Model ini kelihatannya dapat pula diberlakukan di 12 LPTK eks IKIP dan secara bertahap ke semua LPTK yang berakreditasi ”unggul” (A). Model Bologna Process ini terlihat telah berhasil diadopsi oleh Laureate Education yang berpusat di Amerika Serikat dengan membangun satu jaringan universitas yang terbesar di dunia dengan sistem tata kelola dan standar mutu yang sama untuk semua bidang keilmuan dan profesi. Misalnya untuk pendidikan kedokteran, Laureate telah mengembangkan jaringan pendidikan profesi kedokteran dan ilmu kesehatan dengan lebih 250.000 mahasiswanya, tersebar di lebih 40 program gelar dan keahlian atau spesialisasi, tersebar di 18 negara, di 37 universitas, dan di 158 kampus (www.laureate.net).

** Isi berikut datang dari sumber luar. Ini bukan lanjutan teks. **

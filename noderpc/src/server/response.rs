//
// Copyright 2026 Hans W. Uhlig. All Rights Reserved.
//
// Licensed under the Apache License, Version 2.0 (the "License");
// you may not use this file except in compliance with the License.
// You may obtain a copy of the License at
//
//      http://www.apache.org/licenses/LICENSE-2.0
//
// Unless required by applicable law or agreed to in writing, software
// distributed under the License is distributed on an "AS IS" BASIS,
// WITHOUT WARRANTIES OR CONDITIONS OF ANY KIND, either express or implied.
// See the License for the specific language governing permissions and
// limitations under the License.
//

//! Response writing.
//!
//! A request that came in over a connection and expects a reply carries a
//! [`PendingResponse`]: the processor it was decoded with, a writer for the
//! connection it arrived on, and its sequence number. Whoever completes the
//! request sends the outcome through it, from whatever task that happens on.

use crate::processor::{Payload, ProcessorRef};
use crate::rpc::RpcError;
use crate::transport::ConnWriter;
use bytes::Bytes;
use tracing::{error, trace, warn};

/// Where and how to answer one remote request.
pub struct PendingResponse {
    processor: ProcessorRef,
    writer: ConnWriter,
    service_method: String,
    seq: u64,
}

impl PendingResponse {
    /// Prepares the answer to request `seq` on `writer`'s connection.
    pub fn new(
        processor: ProcessorRef,
        writer: ConnWriter,
        service_method: impl Into<String>,
        seq: u64,
    ) -> Self {
        Self {
            processor,
            writer,
            service_method: service_method.into(),
            seq,
        }
    }

    /// Sequence number being answered.
    pub fn seq(&self) -> u64 {
        self.seq
    }

    /// Writes the outcome back to the peer. Consumes the response, so each
    /// request is answered once.
    pub fn send(self, result: Result<Option<Payload>, RpcError>) {
        let (reply, err) = match &result {
            Ok(reply) => (reply.as_ref(), None),
            Err(err) => (None, Some(err)),
        };
        write_response(
            &self.writer,
            &self.processor,
            &self.service_method,
            self.seq,
            reply,
            err,
        );
    }
}

impl std::fmt::Debug for PendingResponse {
    fn fmt(&self, f: &mut std::fmt::Formatter<'_>) -> std::fmt::Result {
        f.debug_struct("PendingResponse")
            .field("seq", &self.seq)
            .field("service_method", &self.service_method)
            .field("processor", &self.processor.id())
            .finish()
    }
}

/// Encodes a response with `processor` and queues it on `writer`.
///
/// A reply that cannot be marshalled turns into an error response for the
/// same `seq`. Write failures are logged and not retried; a connection that
/// lost a write is closing anyway.
pub fn write_response(
    writer: &ConnWriter,
    processor: &ProcessorRef,
    service_method: &str,
    seq: u64,
    reply: Option<&Payload>,
    err: Option<&RpcError>,
) {
    // An error response carries no reply.
    let reply = if err.is_some() { None } else { reply };
    let mut encode_error = None;
    let reply_bytes = match reply {
        Some(reply) => match processor.marshal(reply) {
            Ok(bytes) => bytes,
            Err(e) => {
                warn!(seq, service_method, error = %e, "reply cannot be marshalled");
                encode_error = Some(RpcError::from(e));
                Bytes::new()
            }
        },
        None => Bytes::new(),
    };
    let err = err.or(encode_error.as_ref());

    let response = processor.make_rpc_response(seq, err, reply_bytes);
    let body = match processor.encode_response(&response) {
        Ok(body) => body,
        Err(e) => {
            error!(
                seq,
                service_method,
                processor = processor.name(),
                error = %e,
                "failed to encode response"
            );
            return;
        }
    };

    match writer.write_msg(&[processor.id()], &body) {
        Ok(()) => trace!(seq, service_method, failed = err.is_some(), "response queued"),
        Err(e) => error!(
            seq,
            service_method,
            peer = %writer.metadata().peer_label(),
            error = %e,
            "failed to write response"
        ),
    }
}
//
// Copyright 2026 Hans W. Uhlig. All Rights Reserved.
//
// Licensed under the Apache License, Version 2.0 (the "License");
// you may not use this file except in compliance with the License.
// You may obtain a copy of the License at
//
//      http://www.apache.org/licenses/LICENSE-2.0
//
// Unless required by applicable law or agreed to in writing, software
// distributed under the License is distributed on an "AS IS" BASIS,
// WITHOUT WARRANTIES OR CONDITIONS OF ANY KIND, either express or implied.
// See the License for the specific language governing permissions and
// limitations under the License.
//

//! Requests, calls and their correlation.
//!
//! - [`RpcRequest`]: what a handler receives, from a peer or a local caller
//! - [`Call`]: what a local caller holds while a request is outstanding
//! - [`PendingCalls`]: sequence numbers of outstanding calls, mapped to calls
//! - [`RpcError`]: everything that can go wrong along the way

mod call;
mod error;
mod pending;
mod request;

pub use call::{Call, CallCallback, CallHandle, PooledCall};
pub(crate) use call::deliver;
pub use error::{ErrorKind, RpcError};
pub use pending::PendingCalls;
pub(crate) use request::{Completion, LocalCompletion};
pub use request::{RequestPool, RpcRequest};
//
// Copyright 2026 Hans W. Uhlig. All Rights Reserved.
//
// Licensed under the Apache License, Version 2.0 (the "License");
// you may not use this file except in compliance with the License.
// You may obtain a copy of the License at
//
//      http://www.apache.org/licenses/LICENSE-2.0
//
// Unless required by applicable law or agreed to in writing, software
// distributed under the License is distributed on an "AS IS" BASIS,
// WITHOUT WARRANTIES OR CONDITIONS OF ANY KIND, either express or implied.
// See the License for the specific language governing permissions and
// limitations under the License.
//

//! Processors: pluggable codecs for payloads and envelopes.
//!
//! A frame body starts with one byte naming the processor that encoded the
//! rest of it. The [`ProcessorRegistry`] resolves that byte:
//!
//! | id  | processor                  | payload variant        |
//! |-----|----------------------------|------------------------|
//! | 0   | [`JsonProcessor`]          | [`Payload::Json`]      |
//! | 1   | [`ProtobufProcessor`]      | [`Payload::Protobuf`]  |
//! | 2.. | appended extensions        | declared by `is_parse` |
//!
//! When a caller does not pick a processor, the registry picks one from the
//! shape of the argument with [`ProcessorRegistry::select_by_value`].

mod envelope;
mod json;
mod payload;
#[cfg(feature = "postcard")]
mod postcard;
mod protobuf;
mod registry;
mod traits;

pub use envelope::{
    method_name, split_service_method, RequestData, ResponseData, SERVICE_METHOD_SEPARATOR,
};
pub use json::JsonProcessor;
pub use payload::Payload;
#[cfg(feature = "postcard")]
pub use self::postcard::PostcardProcessor;
pub use protobuf::ProtobufProcessor;
pub use registry::ProcessorRegistry;
pub use traits::{Processor, ProcessorId, ProcessorRef, JSON_PROCESSOR, PROTOBUF_PROCESSOR};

Semoga, di balik keterpurukan mutu pendidikan kita, masih ada optimisme di dada kita untuk menyelamatkan mutu pendidikan guru. Jika anggaran 20 persen dari APBN dan APBD setiap tahun habis tanpa ada hasil terhadap perbaikan mutu pendidikan, tentu ini adalah satu bentuk pengkhianatan terhadap amanat konstitusi yang tentu amat mendesak (emergency) diatasi.